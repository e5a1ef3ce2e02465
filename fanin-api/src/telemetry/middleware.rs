//! Axum Middleware for HTTP Request Tracing and Metrics
//!
//! Wraps every request in an `http_request` span, records Prometheus
//! metrics, and logs completion.

use axum::{extract::Request, middleware::Next, response::Response};
use std::time::Instant;
use tracing::{info_span, Instrument};
use uuid::Uuid;

use super::metrics::METRICS;

/// Normalize path for metrics/spans (replace UUIDs and IDs with placeholders).
///
/// This prevents high-cardinality label explosion in Prometheus.
fn normalize_path(path: &str) -> String {
    path.split('/')
        .map(|segment| {
            let is_id = Uuid::parse_str(segment).is_ok()
                || (!segment.is_empty() && segment.bytes().all(|b| b.is_ascii_digit()));
            if is_id {
                "{id}"
            } else {
                segment
            }
        })
        .collect::<Vec<_>>()
        .join("/")
}

/// Observability middleware for Axum.
pub async fn observability_middleware(request: Request, next: Next) -> Response {
    let start = Instant::now();

    let method = request.method().clone();
    let path = request.uri().path().to_string();
    let normalized_path = normalize_path(&path);

    let span = info_span!(
        "http_request",
        http.method = %method,
        http.target = %path,
        http.route = %normalized_path,
    );

    let response = next.run(request).instrument(span).await;

    let duration = start.elapsed();
    let status = response.status();

    if let Ok(metrics) = METRICS.as_ref() {
        metrics.record_http_request(
            method.as_str(),
            &normalized_path,
            status.as_u16(),
            duration.as_secs_f64(),
        );
    }

    tracing::info!(
        method = %method,
        path = %path,
        status = status.as_u16(),
        duration_ms = duration.as_millis(),
        "Request completed"
    );

    response
}
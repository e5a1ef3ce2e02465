//! Per-fetcher counters.

use std::sync::atomic::{AtomicU64, Ordering};

/// Snapshot of a fetcher's activity.
#[derive(Debug, Clone, Default, PartialEq, Eq)]
pub struct FetcherStats {
    /// Lookups requested.
    pub requests: u64,
    /// Lookups answered by an existing cell.
    pub cache_hits: u64,
    /// Bulk fetch invocations.
    pub batches: u64,
    /// Identifiers sent across all bulk fetches.
    pub dispatched_ids: u64,
    /// Bulk fetches that returned an error.
    pub fetch_errors: u64,
}

impl FetcherStats {
    /// Calculate the cache hit rate (0.0 to 1.0).
    pub fn hit_rate(&self) -> f64 {
        if self.requests == 0 {
            0.0
        } else {
            self.cache_hits as f64 / self.requests as f64
        }
    }

    /// Average identifiers per bulk fetch.
    pub fn mean_batch_size(&self) -> f64 {
        if self.batches == 0 {
            0.0
        } else {
            self.dispatched_ids as f64 / self.batches as f64
        }
    }

    /// Sum two snapshots, for aggregating across fetchers.
    pub fn merge(&self, other: &FetcherStats) -> FetcherStats {
        FetcherStats {
            requests: self.requests + other.requests,
            cache_hits: self.cache_hits + other.cache_hits,
            batches: self.batches + other.batches,
            dispatched_ids: self.dispatched_ids + other.dispatched_ids,
            fetch_errors: self.fetch_errors + other.fetch_errors,
        }
    }
}

#[derive(Debug, Default)]
pub(crate) struct StatsCounters {
    requests: AtomicU64,
    cache_hits: AtomicU64,
    batches: AtomicU64,
    dispatched_ids: AtomicU64,
    fetch_errors: AtomicU64,
}

impl StatsCounters {
    pub(crate) fn record_request(&self, hit: bool) {
        self.requests.fetch_add(1, Ordering::Relaxed);
        if hit {
            self.cache_hits.fetch_add(1, Ordering::Relaxed);
        }
    }

    pub(crate) fn record_dispatch(&self, ids: usize) {
        self.batches.fetch_add(1, Ordering::Relaxed);
        self.dispatched_ids.fetch_add(ids as u64, Ordering::Relaxed);
    }

    pub(crate) fn record_fetch_error(&self) {
        self.fetch_errors.fetch_add(1, Ordering::Relaxed);
    }

    pub(crate) fn snapshot(&self) -> FetcherStats {
        FetcherStats {
            requests: self.requests.load(Ordering::Relaxed),
            cache_hits: self.cache_hits.load(Ordering::Relaxed),
            batches: self.batches.load(Ordering::Relaxed),
            dispatched_ids: self.dispatched_ids.load(Ordering::Relaxed),
            fetch_errors: self.fetch_errors.load(Ordering::Relaxed),
        }
    }
}

#[cfg(test)]
mod tests {
    use super::*;

    #[test]
    fn test_hit_rate_and_mean() {
        let stats = FetcherStats {
            requests: 10,
            cache_hits: 4,
            batches: 2,
            dispatched_ids: 6,
            fetch_errors: 0,
        };
        assert!((stats.hit_rate() - 0.4).abs() < 0.001);
        assert!((stats.mean_batch_size() - 3.0).abs() < 0.001);

        let empty = FetcherStats::default();
        assert!((empty.hit_rate() - 0.0).abs() < 0.001);
        assert!((empty.mean_batch_size() - 0.0).abs() < 0.001);
    }

    #[test]
    fn test_counters_snapshot_and_merge() {
        let counters = StatsCounters::default();
        counters.record_request(false);
        counters.record_request(true);
        counters.record_dispatch(1);
        counters.record_fetch_error();

        let snap = counters.snapshot();
        assert_eq!(snap.requests, 2);
        assert_eq!(snap.cache_hits, 1);
        assert_eq!(snap.batches, 1);
        assert_eq!(snap.dispatched_ids, 1);
        assert_eq!(snap.fetch_errors, 1);

        let merged = snap.merge(&snap);
        assert_eq!(merged.requests, 4);
        assert_eq!(merged.fetch_errors, 2);
    }
}
//! Loader configuration.
//!
//! Batching knobs are fixed at construction time. Defaults are tuned so a
//! batch closes well within one backend round trip: long enough to capture
//! resolver fan-out from the same request, short enough not to be felt.

use std::time::Duration;

use crate::error::ConfigError;

/// Default maximum number of identifiers per bulk fetch.
pub const DEFAULT_MAX_BATCH: usize = 100;

/// Default delay window before an open batch is dispatched.
pub const DEFAULT_DELAY: Duration = Duration::from_millis(1);

/// Batching configuration for a [`Fetcher`](crate::Fetcher).
#[derive(Debug, Clone, PartialEq, Eq)]
pub struct LoaderConfig {
    /// Identifiers per bulk call before the batch is dispatched early.
    pub max_batch: usize,
    /// Maximum time a batch stays open waiting for more callers.
    pub delay: Duration,
}

impl Default for LoaderConfig {
    fn default() -> Self {
        Self {
            max_batch: DEFAULT_MAX_BATCH,
            delay: DEFAULT_DELAY,
        }
    }
}

impl LoaderConfig {
    /// Create a new loader config with default values.
    pub fn new() -> Self {
        Self::default()
    }

    /// Create a LoaderConfig from environment variables.
    ///
    /// Environment variables:
    /// - `FANIN_MAX_BATCH`: identifiers per bulk call (default: 100)
    /// - `FANIN_DELAY_MS`: delay window in milliseconds (default: 1)
    ///
    /// Unset or unparseable values fall back to the defaults.
    pub fn from_env() -> Self {
        let max_batch = std::env::var("FANIN_MAX_BATCH")
            .ok()
            .and_then(|s| s.parse().ok())
            .unwrap_or(DEFAULT_MAX_BATCH);

        let delay = std::env::var("FANIN_DELAY_MS")
            .ok()
            .and_then(|s| s.parse().ok())
            .map(Duration::from_millis)
            .unwrap_or(DEFAULT_DELAY);

        Self { max_batch, delay }
    }

    /// Set the maximum batch size.
    pub fn with_max_batch(mut self, max_batch: usize) -> Self {
        self.max_batch = max_batch;
        self
    }

    /// Set the delay window.
    pub fn with_delay(mut self, delay: Duration) -> Self {
        self.delay = delay;
        self
    }

    /// Check that the configuration can drive a fetcher.
    pub fn validate(&self) -> Result<(), ConfigError> {
        if self.max_batch == 0 {
            return Err(ConfigError::InvalidValue {
                field: "max_batch".to_string(),
                value: self.max_batch.to_string(),
                reason: "must be at least 1".to_string(),
            });
        }
        Ok(())
    }
}

#[cfg(test)]
mod tests {
    use super::*;

    struct EnvVarGuard {
        key: &'static str,
        original: Option<String>,
    }

    impl EnvVarGuard {
        fn set(key: &'static str, value: Option<&str>) -> Self {
            let original = std::env::var(key).ok();
            match value {
                Some(v) => std::env::set_var(key, v),
                None => std::env::remove_var(key),
            }
            Self { key, original }
        }
    }

    impl Drop for EnvVarGuard {
        fn drop(&mut self) {
            match self.original.as_deref() {
                Some(v) => std::env::set_var(self.key, v),
                None => std::env::remove_var(self.key),
            }
        }
    }

    #[test]
    fn test_default_config() {
        let config = LoaderConfig::default();
        assert_eq!(config.max_batch, 100);
        assert_eq!(config.delay, Duration::from_millis(1));
        assert!(config.validate().is_ok());
    }

    #[test]
    fn test_config_builder() {
        let config = LoaderConfig::new()
            .with_max_batch(10)
            .with_delay(Duration::from_millis(5));

        assert_eq!(config.max_batch, 10);
        assert_eq!(config.delay, Duration::from_millis(5));
    }

    #[test]
    fn test_zero_max_batch_rejected() {
        let err = LoaderConfig::new().with_max_batch(0).validate().unwrap_err();
        assert!(matches!(err, ConfigError::InvalidValue { ref field, .. } if field == "max_batch"));
    }

    #[test]
    fn test_from_env() {
        let _batch = EnvVarGuard::set("FANIN_MAX_BATCH", Some("25"));
        let _delay = EnvVarGuard::set("FANIN_DELAY_MS", Some("garbage"));

        let config = LoaderConfig::from_env();
        assert_eq!(config.max_batch, 25);
        assert_eq!(config.delay, DEFAULT_DELAY);
    }
}
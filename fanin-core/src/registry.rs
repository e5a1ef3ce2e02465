//! One fetcher per parameter value.

use std::hash::Hash;
use std::sync::Arc;

use dashmap::DashMap;
use futures_util::future::join_all;

use crate::cell::Outcome;
use crate::config::LoaderConfig;
use crate::context::RequestContext;
use crate::error::ConfigError;
use crate::fetcher::{BatchFetch, Fetcher, FetcherBuilder, SharedBatchFetch};
use crate::identity::IdExtractor;
use crate::stats::FetcherStats;

/// Lazily creates and memoizes one unparameterized [`Fetcher`] per parameter.
///
/// Unlike a parameterized [`Fetcher`], distinct parameters share neither a
/// cache nor a delay window: each parameter's fetcher times its own batches.
/// Cloning is cheap and clones share the fetchers.
pub struct ParamRegistry<K, P, V, E> {
    inner: Arc<RegistryInner<K, P, V, E>>,
}

struct RegistryInner<K, P, V, E> {
    name: String,
    config: LoaderConfig,
    scope: RequestContext,
    extractor: IdExtractor<K, V>,
    fetch: SharedBatchFetch<K, P, V, E>,
    fetchers: DashMap<P, Fetcher<K, (), V, E>>,
}

impl<K, P, V, E> Clone for ParamRegistry<K, P, V, E> {
    fn clone(&self) -> Self {
        Self {
            inner: Arc::clone(&self.inner),
        }
    }
}

impl<K, V> FetcherBuilder<K, V> {
    /// Build a [`ParamRegistry`] whose per-parameter fetchers all use this
    /// builder's name, config, and extractor.
    pub fn build_registry<P, E, F>(
        self,
        scope: RequestContext,
        fetch: F,
    ) -> Result<ParamRegistry<K, P, V, E>, ConfigError>
    where
        F: BatchFetch<K, P, V, Error = E>,
        P: Eq + Hash,
    {
        let (name, config, extractor) = self.into_parts();
        config.validate()?;
        Ok(ParamRegistry {
            inner: Arc::new(RegistryInner {
                name,
                config,
                scope,
                extractor,
                fetch: Arc::new(fetch),
                fetchers: DashMap::new(),
            }),
        })
    }
}

impl<K, P, V, E> ParamRegistry<K, P, V, E>
where
    K: Eq + Hash + Clone + Send + Sync + 'static,
    P: Eq + Hash + Clone + Send + Sync + 'static,
    V: Send + Sync + 'static,
    E: Clone + Send + Sync + 'static,
{
    /// Fetch the value for `id` through the fetcher for `param`, creating it
    /// on first use.
    pub async fn fetch_one_param(&self, ctx: &RequestContext, id: K, param: P) -> Outcome<V, E> {
        let fetcher = self.fetcher(param);
        fetcher.fetch_one(ctx, id).await
    }

    /// Fetch several ids under `param`, outcomes in input order.
    pub async fn fetch_many_param(
        &self,
        ctx: &RequestContext,
        ids: impl IntoIterator<Item = K>,
        param: P,
    ) -> Vec<Outcome<V, E>> {
        let fetcher = self.fetcher(param);
        fetcher.fetch_many(ctx, ids).await
    }

    /// The fetcher for `param`, created at most once per registry.
    pub fn fetcher(&self, param: P) -> Fetcher<K, (), V, E> {
        // The map shard is locked only for the get-or-insert.
        let inner = &self.inner;
        let bound_param = param.clone();
        inner
            .fetchers
            .entry(param)
            .or_insert_with(|| {
                tracing::debug!(loader = %inner.name, "creating per-parameter fetcher");
                let fetch = Arc::clone(&inner.fetch);
                let param = bound_param;
                let bound = move |ctx: RequestContext, _: (), ids: Vec<K>| {
                    let fetch = Arc::clone(&fetch);
                    let param = param.clone();
                    async move { fetch.fetch_many(ctx, param, ids).await }
                };
                Fetcher::from_parts(
                    inner.name.clone(),
                    inner.config.clone(),
                    inner.scope.clone(),
                    Arc::new(bound),
                    inner.extractor.clone(),
                )
            })
            .clone()
    }

    /// Number of parameters seen so far.
    pub fn len(&self) -> usize {
        self.inner.fetchers.len()
    }

    pub fn is_empty(&self) -> bool {
        self.inner.fetchers.is_empty()
    }

    pub fn name(&self) -> &str {
        &self.inner.name
    }

    /// Counters summed over every per-parameter fetcher.
    pub fn stats(&self) -> FetcherStats {
        self.inner
            .fetchers
            .iter()
            .fold(FetcherStats::default(), |acc, f| acc.merge(&f.stats()))
    }

    /// Drain the dispatch tasks of every per-parameter fetcher.
    pub async fn close(&self) {
        let fetchers: Vec<_> = self.inner.fetchers.iter().map(|f| f.value().clone()).collect();
        join_all(fetchers.iter().map(|f| f.close())).await;
    }
}

#[cfg(test)]
mod tests {
    use super::*;
    use std::sync::Mutex;

    #[derive(Debug, Clone, PartialEq)]
    struct Member {
        tenant: &'static str,
        id: u32,
    }

    type Calls = Arc<Mutex<Vec<(&'static str, Vec<u32>)>>>;

    fn registry() -> (ParamRegistry<u32, &'static str, Member, String>, Calls) {
        let calls: Calls = Arc::default();
        let seen = Arc::clone(&calls);
        let registry = FetcherBuilder::new(IdExtractor::from_fn(|m: &Member| m.id))
            .name("members")
            .build_registry(
                RequestContext::new(),
                move |_ctx: RequestContext, tenant: &'static str, ids: Vec<u32>| {
                    seen.lock().unwrap().push((tenant, ids.clone()));
                    async move {
                        Ok::<_, String>(ids.into_iter().map(|id| Member { tenant, id }).collect())
                    }
                },
            )
            .unwrap();
        (registry, calls)
    }

    #[tokio::test(start_paused = true)]
    async fn test_one_fetcher_per_param() {
        let (registry, calls) = registry();
        let ctx = RequestContext::new();

        let (a, b, c) = tokio::join!(
            registry.fetch_one_param(&ctx, 1, "acme"),
            registry.fetch_one_param(&ctx, 2, "acme"),
            registry.fetch_one_param(&ctx, 1, "globex"),
        );
        assert_eq!(a.unwrap().unwrap().tenant, "acme");
        assert_eq!(b.unwrap().unwrap().id, 2);
        assert_eq!(c.unwrap().unwrap().tenant, "globex");
        assert_eq!(registry.len(), 2);

        let mut calls = calls.lock().unwrap().clone();
        calls.sort();
        assert_eq!(calls, vec![("acme", vec![1, 2]), ("globex", vec![1])]);
    }

    #[tokio::test(start_paused = true)]
    async fn test_fetcher_memoized() {
        let (registry, _calls) = registry();
        let ctx = RequestContext::new();

        registry.fetch_one_param(&ctx, 1, "acme").await.unwrap();
        registry.fetch_one_param(&ctx, 1, "acme").await.unwrap();
        assert_eq!(registry.len(), 1);

        let stats = registry.stats();
        assert_eq!(stats.requests, 2);
        assert_eq!(stats.cache_hits, 1);
        assert_eq!(stats.batches, 1);
        registry.close().await;
    }
}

#### Exercise requirements
Where a line above contains the word "static", show that line.

#### Response area
        key: &'static str,
        fn set(key: &'static str, value: Option<&str>) -> Self {
    K: Eq + Hash + Clone + Send + Sync + 'static,
    P: Eq + Hash + Clone + Send + Sync + 'static,
    V: Send + Sync + 'static,
    E: Clone + Send + Sync + 'static,
        tenant: &'static str,
    type Calls = Arc<Mutex<Vec<(&'static str, Vec<u32>)>>>;
    fn registry() -> (ParamRegistry<u32, &'static str, Member, String>, Calls) {
                move |_ctx: RequestContext, tenant: &'static str, ids: Vec<u32>| {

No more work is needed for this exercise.